We went into the forest and hid. We slept out in the woods.  Once we went a long way, and some white people let us shelter in their cowshed

After the war, the Bock family experienced another change: from journeys of compulsion to journeys of fear.  František Bock survived Auschwitz as a child, only for his son Vilém to be routinely assaulted by skinheads in the Czech Republic in the early 1990s. Vilém recalls,

If I went to a village in the van, I was hardly ever not attacked.  As we arrived, it was 'Gypsies, what are you doing here?'.

The Bock family emigrated to Canada, but had to return to the Czech Republic when Vilém’s mother was diagnosed with throat cancer.  They then drove to the Netherlands, Norway, Sweden and Poland in search of asylum, before finally seeking refuge in Britain.

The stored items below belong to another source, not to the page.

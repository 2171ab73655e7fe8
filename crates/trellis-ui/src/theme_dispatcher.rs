//! Broadcast of theme changes to every live renderer.
//!
//! There is exactly one dispatcher per rendering loop. It lives in a
//! thread-local slot on the loop thread, is created with
//! [`ThemeDispatcher::init`] at startup and removed with
//! [`ThemeDispatcher::shutdown`]. Renderers are only reachable from that
//! thread, so a thread-local is the process-wide registry for them.
//!
//! The dispatcher only holds [`WeakRendererHandle`]s: a renderer that was
//! destroyed or dropped by the cache simply stops receiving themes.
//!
//! ```
//! use trellis_ui::{Theme, ThemeDispatcher};
//!
//! ThemeDispatcher::init(Theme::light()).unwrap();
//! assert_eq!(ThemeDispatcher::current().unwrap().name, "light");
//!
//! ThemeDispatcher::broadcast(Theme::dark()).unwrap();
//! assert_eq!(ThemeDispatcher::current().unwrap().name, "dark");
//!
//! ThemeDispatcher::shutdown();
//! assert!(!ThemeDispatcher::is_initialized());
//! ```

use std::cell::RefCell;
use std::rc::Rc;

use trellis_core::profiling::profile_function;

use crate::error::{UiError, UiResult};
use crate::renderer::{RendererHandle, WeakRendererHandle};
use crate::theme::Theme;

// Registrations between prunes are bounded by this floor or the live count.
const PRUNE_FLOOR: usize = 64;

thread_local! {
    static DISPATCHER: RefCell<Option<ThemeDispatcher>> = const { RefCell::new(None) };
}

/// Registry of renderers that receive theme changes.
#[derive(Debug)]
pub struct ThemeDispatcher {
    current: Rc<Theme>,
    renderers: Vec<WeakRendererHandle>,
    // Registry length that triggers the next prune in `register`.
    prune_at: usize,
    generation: u64,
}

impl ThemeDispatcher {
    /// Install the dispatcher for this rendering loop.
    ///
    /// Fails if one is already installed; call [`ThemeDispatcher::shutdown`]
    /// first to start over.
    pub fn init(theme: Theme) -> UiResult<()> {
        DISPATCHER.with(|slot| {
            let mut slot = slot.borrow_mut();
            if slot.is_some() {
                return Err(UiError::DispatcherAlreadyInitialized);
            }
            tracing::debug!("Theme dispatcher initialized with theme '{}'", theme.name);
            *slot = Some(ThemeDispatcher {
                current: Rc::new(theme),
                renderers: Vec::new(),
                prune_at: PRUNE_FLOOR,
                generation: 0,
            });
            Ok(())
        })
    }

    /// Remove the dispatcher. Returns `false` if none was installed.
    ///
    /// Renderers are not touched; they belong to the cache.
    pub fn shutdown() -> bool {
        DISPATCHER.with(|slot| {
            let removed = slot.borrow_mut().take();
            if let Some(dispatcher) = &removed {
                tracing::debug!(
                    "Theme dispatcher shut down after {} broadcasts",
                    dispatcher.generation
                );
            }
            removed.is_some()
        })
    }

    pub fn is_initialized() -> bool {
        DISPATCHER.with(|slot| slot.borrow().is_some())
    }

    /// The theme most recently installed or broadcast.
    pub fn current() -> UiResult<Rc<Theme>> {
        Self::with(|dispatcher| dispatcher.current.clone())
    }

    /// Like [`ThemeDispatcher::current`], falling back to the default theme
    /// when no dispatcher is installed.
    pub fn current_or_default() -> Rc<Theme> {
        Self::current().unwrap_or_else(|_| Rc::new(Theme::default()))
    }

    /// Number of completed broadcasts.
    pub fn generation() -> UiResult<u64> {
        Self::with(|dispatcher| dispatcher.generation)
    }

    /// Start delivering theme changes to `renderer`.
    ///
    /// Returns `false` when no dispatcher is installed.
    pub fn register(renderer: &RendererHandle) -> bool {
        Self::with(|dispatcher| {
            if dispatcher.renderers.len() >= dispatcher.prune_at {
                dispatcher.prune();
            }
            dispatcher.renderers.push(renderer.downgrade());
        })
        .is_ok()
    }

    /// Number of registry entries, including renderers that died since the
    /// last prune.
    pub fn registered() -> UiResult<usize> {
        Self::with(|dispatcher| dispatcher.renderers.len())
    }

    /// Number of registered renderers that are still live.
    pub fn live_renderers() -> UiResult<usize> {
        Self::with(|dispatcher| {
            dispatcher.prune();
            dispatcher.renderers.len()
        })
    }

    /// Make `theme` current and apply it to every live renderer.
    ///
    /// All `apply_theme` calls have returned when this returns, so the next
    /// paint pass sees the new theme everywhere. Order across renderers is
    /// unspecified. Returns the number of renderers updated.
    pub fn broadcast(theme: Theme) -> UiResult<usize> {
        profile_function!();

        let (theme, targets) = Self::with(|dispatcher| {
            dispatcher.current = Rc::new(theme);
            dispatcher.generation += 1;
            dispatcher.prune();
            let targets: Vec<RendererHandle> = dispatcher
                .renderers
                .iter()
                .filter_map(WeakRendererHandle::upgrade)
                .collect();
            (dispatcher.current.clone(), targets)
        })?;

        // The slot is released here so renderers may read the current theme.
        for renderer in &targets {
            renderer.apply_theme(&theme);
        }

        tracing::debug!(
            "Broadcast theme '{}' to {} renderers",
            theme.name,
            targets.len()
        );
        Ok(targets.len())
    }

    fn with<R>(f: impl FnOnce(&mut ThemeDispatcher) -> R) -> UiResult<R> {
        DISPATCHER.with(|slot| {
            let mut slot = slot.borrow_mut();
            let dispatcher = slot.as_mut().ok_or(UiError::DispatcherNotInitialized)?;
            Ok(f(dispatcher))
        })
    }

    fn prune(&mut self) {
        self.renderers.retain(|weak| weak.upgrade().is_some());
        self.prune_at = (self.renderers.len() * 2).max(PRUNE_FLOOR);
    }
}
use std::cell::{Cell, RefCell};
use std::rc::{Rc, Weak};

use trellis_core::geometry::{Pos, Size};

use crate::canvas_object::CanvasObject;
use crate::color::Color;
use crate::geometry::{Geometry, GeometryState, forward_geometry};
use crate::refresh::{RefreshHandle, RefreshSlot};
use crate::theme::{Spacing, Theme};
use crate::theme_dispatcher::ThemeDispatcher;
use crate::widget::{Renderer, Widget, WidgetId};

/// Container that stacks its children vertically.
///
/// Children keep their minimum height and are stretched to the panel's
/// inner width. Hidden children take no space.
pub struct Panel {
    id: WidgetId,
    geometry: GeometryState,
    children: RefCell<Vec<CanvasObject>>,
    // Guards `min_size` against a panel that (transitively) contains itself.
    measuring: Cell<bool>,
    refresh: RefreshSlot,
}

impl Panel {
    pub fn new() -> Rc<Self> {
        Self::with_children(Vec::new())
    }

    pub fn with_children(children: Vec<CanvasObject>) -> Rc<Self> {
        Rc::new(Self {
            id: WidgetId::next(),
            geometry: GeometryState::new(),
            children: RefCell::new(children),
            measuring: Cell::new(false),
            refresh: RefreshSlot::new(),
        })
    }

    /// Append a child. This is a structural change; the renderer picks it up
    /// on its next refresh.
    pub fn push(&self, child: impl Into<CanvasObject>) {
        let child = child.into();
        if let (Some(widget), Some(handle)) = (child.as_widget(), self.refresh.handle()) {
            widget.attach(&handle);
        }
        self.children.borrow_mut().push(child);
        self.refresh.request(self.id);
    }

    /// Remove a child by identity. Returns `false` if it was not a child.
    pub fn remove(&self, child: &CanvasObject) -> bool {
        let mut children = self.children.borrow_mut();
        let Some(index) = children.iter().position(|c| c.ptr_eq(child)) else {
            return false;
        };
        children.remove(index);
        drop(children);
        self.refresh.request(self.id);
        true
    }

    pub fn children(&self) -> Vec<CanvasObject> {
        self.children.borrow().clone()
    }

    pub fn len(&self) -> usize {
        self.children.borrow().len()
    }

    pub fn is_empty(&self) -> bool {
        self.children.borrow().is_empty()
    }

    fn measure(&self) -> Size<f32> {
        if self.measuring.replace(true) {
            return Size::ZERO;
        }
        let spacing = ThemeDispatcher::current_or_default().spacing;
        let children = self.children();
        let size = stack_min_size(&children, spacing);
        self.measuring.set(false);
        size
    }
}

forward_geometry!(Panel);

impl Widget for Panel {
    fn id(&self) -> WidgetId {
        self.id
    }

    fn debug_name(&self) -> &str {
        "Panel"
    }

    fn create_renderer(self: Rc<Self>, theme: &Theme) -> Box<dyn Renderer> {
        Box::new(PanelRenderer::new(&self, theme))
    }

    fn attach(&self, refresh: &RefreshHandle) {
        if !self.refresh.attach(refresh) {
            return;
        }
        for child in self.children() {
            if let Some(widget) = child.as_widget() {
                widget.attach(refresh);
            }
        }
    }
}

fn stack_min_size(children: &[CanvasObject], spacing: Spacing) -> Size<f32> {
    let mut width: f32 = 0.0;
    let mut height = 0.0;
    let mut shown = 0;
    for child in children.iter().map(CanvasObject::geometry) {
        if !child.visible() {
            continue;
        }
        let min = child.min_size();
        width = width.max(min.width);
        height += min.height;
        shown += 1;
    }
    if shown > 1 {
        height += spacing.inner_padding * (shown - 1) as f32;
    }
    Size::new(width + spacing.padding * 2.0, height + spacing.padding * 2.0)
}

struct PanelRenderer {
    panel: Weak<Panel>,
    objects: Vec<CanvasObject>,
    spacing: Spacing,
    background: Color,
}

impl PanelRenderer {
    fn new(panel: &Rc<Panel>, theme: &Theme) -> Self {
        Self {
            panel: Rc::downgrade(panel),
            objects: panel.children(),
            spacing: theme.spacing,
            background: theme.colors.background,
        }
    }
}

impl Renderer for PanelRenderer {
    fn layout(&mut self, size: Size<f32>) {
        let pad = self.spacing.padding;
        let inner_width = size.inset(pad).width;
        let mut y = pad;
        for child in self.objects.iter().map(CanvasObject::geometry) {
            if !child.visible() {
                continue;
            }
            let height = child.min_size().height;
            child.move_to(Pos::new(pad, y));
            child.resize(Size::new(inner_width, height));
            y += height + self.spacing.inner_padding;
        }
    }

    fn min_size(&self) -> Size<f32> {
        match self.panel.upgrade() {
            Some(panel) => panel.min_size(),
            None => stack_min_size(&self.objects, self.spacing),
        }
    }

    fn refresh(&mut self) {
        if let Some(panel) = self.panel.upgrade() {
            self.objects = panel.children();
        }
    }

    fn apply_theme(&mut self, theme: &Theme) {
        self.spacing = theme.spacing;
        self.background = theme.colors.background;
    }

    fn background_color(&self) -> Color {
        self.background
    }

    fn objects(&self) -> &[CanvasObject] {
        &self.objects
    }
}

The Bock family have been settled in Manchester since 2004.  They have spent most of their lives fleeing persecution and prejudice, simply because they are Romani.

Prejudice against Gypsies and Travellers is still rife in the UK, as was illustrated by the killing of 15 year old Johnny Delaney in Cheshire in 2003.  The police believe Johnny was murdered because he was a Traveller.  This prejudice is reflected by the frequent negative newspaper coverage of the challenging issues around Traveller sites.

In this film Vicky Botton, Chair of the East Nottinghamshire Traveller Association, describes another recent attack on a Traveller community.  A mob of 80 to 100 people was only stopped by the desperate pleas of Vicky’s husband,

What have I done to yous? I’ve played golf with you. I’ve taken you out to work with me.

Gypsy Roma Traveller History Month presents an important opportunity for us to learn about the stories of individuals and communities who have suffered and who continue to experience hatred because of their heritage.   It is also a chance for us to tackle contemporary prejudice by highlighting the wealth of positive contributions Gypsies and Travellers have made to life and culture here in the UK, from Welsh international footballer Freddie Eastwood to Rolling Stones guitarist Ronnie Wood.